The news shocked the Chinatown International District this week, but the community got a reprieve with the news of continued weekend dim sum. Owner Vince Zhao said Thursday he told staff and community leaders earlier this week that the restaurant would close after 10 years, blaming flagging sales and persistent crime near the CID restaurant.

But Zhao struck a deal with his landlord to keep signature dim sum service running from 10 a.m. to 3 p.m. on weekends, starting this Saturday. The restaurant will also be available for private parties.

Zhao said he is shutting down dinner service because his dining room "is entirely empty at night. There's no point to staff it."

Zhao realizes running weekend brunch exclusively isn't a tenable business strategy. But he believes customers don't feel safe walking around the Chinatown ID at night, particularly near the corner of 12th Avenue South and South Jackson Street, a block east of Joyale.
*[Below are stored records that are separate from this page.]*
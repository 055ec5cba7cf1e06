use std::future::Future;
use std::process::ExitCode;

use configs::{AppConfig, ServiceKind};
use dotenvy::dotenv;
use tracing::{error, info};
use uuid::Uuid;

fn init_logging(service: &'static str) {
    // .env first so RUST_LOG and LOG_FORMAT apply
    dotenv().ok();
    common::utils::logging::init_logging_from_env();
    info!(service, event = "logger_init", "tracing subscriber initialized");
}

/// Build the Tokio runtime for `kind` and drive `run` until it returns or
/// Ctrl+C arrives.
pub fn launch<F, Fut>(kind: ServiceKind, run: F) -> ExitCode
where
    F: FnOnce() -> Fut + Send + 'static,
    Fut: Future<Output = anyhow::Result<()>> + Send + 'static,
{
    let service = kind.name();
    init_logging(service);

    let service_id = Uuid::new_v4();
    let pid = std::process::id();
    let version = env!("CARGO_PKG_VERSION");

    std::panic::set_hook(Box::new(move |info| {
        error!(service, event = "panic", %service_id, pid, message = %info, "unhandled panic occurred");
    }));

    // config.toml first, then TOKIO_WORKER_THREADS
    let worker_threads = match AppConfig::load_and_validate(kind) {
        Ok(cfg) => cfg.service(kind).server.worker_threads,
        Err(_) => std::env::var("TOKIO_WORKER_THREADS").ok().and_then(|v| v.parse::<usize>().ok()),
    };

    let mut builder = tokio::runtime::Builder::new_multi_thread();
    builder.enable_all();
    if let Some(w) = worker_threads {
        builder.worker_threads(w);
    }
    let rt = match builder.build() {
        Ok(rt) => rt,
        Err(e) => {
            error!(service, event = "runtime_build_failed", error = %e, "failed to build tokio runtime");
            return ExitCode::FAILURE;
        }
    };

    info!(
        service,
        event = "start",
        %service_id,
        pid,
        version,
        threads = worker_threads.unwrap_or_default(),
        "service starting"
    );

    rt.block_on(async move {
        let task = tokio::spawn(async move {
            let res = run().await;
            if let Err(e) = &res {
                error!(service, event = "run_failed", error = %e, "service returned error");
            }
            res
        });

        tokio::select! {
            res = task => match res {
                Ok(Ok(())) => {
                    info!(service, event = "stop", %service_id, pid, "service stopped normally");
                    ExitCode::SUCCESS
                }
                // already logged by the task
                Ok(Err(_)) => ExitCode::FAILURE,
                Err(e) => {
                    error!(service, event = "task_join_error", error = %e, "service task join error");
                    ExitCode::FAILURE
                }
            },
            _ = tokio::signal::ctrl_c() => {
                info!(service, event = "shutdown_signal", %service_id, pid, "received Ctrl+C, shutting down");
                ExitCode::SUCCESS
            }
        }
    })
}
"The crime and drugs are imprinted into customers' heads that this is no longer a safe place to come and dine," he said of the hotbed for drugs and stolen goods, where the city recently said it would increase police presence. "We tried to keep it as long as we could, even through FIFA."

Zhao said he was optimistic before tourists came to town for the World Cup. A cleaning crew came out to power-wash the streets and police broke up people congregating around the corner of 12th and Jackson.

But it's like Groundhog Day," Zhao said.

"They just come back the next day and trash the area again. And the city would clean it again."

Located in the Pacific Rim Center, Joyale remains one of the last dim sum parlors in the area that uses push-carts to hawk har gow and shumai dumplings around the dining room.

With 600 seats, it's also one of the largest restaurants in Seattle. Joyale did brisk business as a banquet hall before the pandemic, hosting countless weddings that ended with boisterous karaoke singalongs after the cake was cut.

But that ended after COVID, Zhao said, as buyouts became infrequent. In recent years, he has gotten precious few weddings on the books. In total, Zhao said he's laid off about 70% of his staff at Joyale.

By comparison, his other dim sum banquet hall, Seattle Harbor (formerly China Harbor) on Lake Union, "is booked every weekend until October with weddings, private parties and fundraisers."

In addition to Joyale and Seattle Harbor, Zhao partly owns two Chinese restaurants in Bellevue: Top Gun Seafood and Dim Sum Factory.

"I know it's not my product," Zhao said. "It's the location."

Former Seattle City Councilmember Tanya Woo reacted to the news in an Instagram post published Thursday afternoon, writing that Joyale isn't merely a restaurant, but "one of the few places large enough" to bring the CID together.

It is a place where the neighborhood celebrates "weddings, birthdays, Lunar New Year, graduations, anniversaries and family reunions ... where nonprofits held banquets, community organizations gathered, and generations shared meals, stories and traditions."

She implored diners to support CID businesses in the post, lamenting how "business owners have been sounding the alarm about the conditions in and around 12th and Jackson" for years.

"When legacy businesses continue to disappear, we have to ask ourselves whether we're doing enough to protect the neighborhoods that have shaped Seattle for generations, Woo wrote.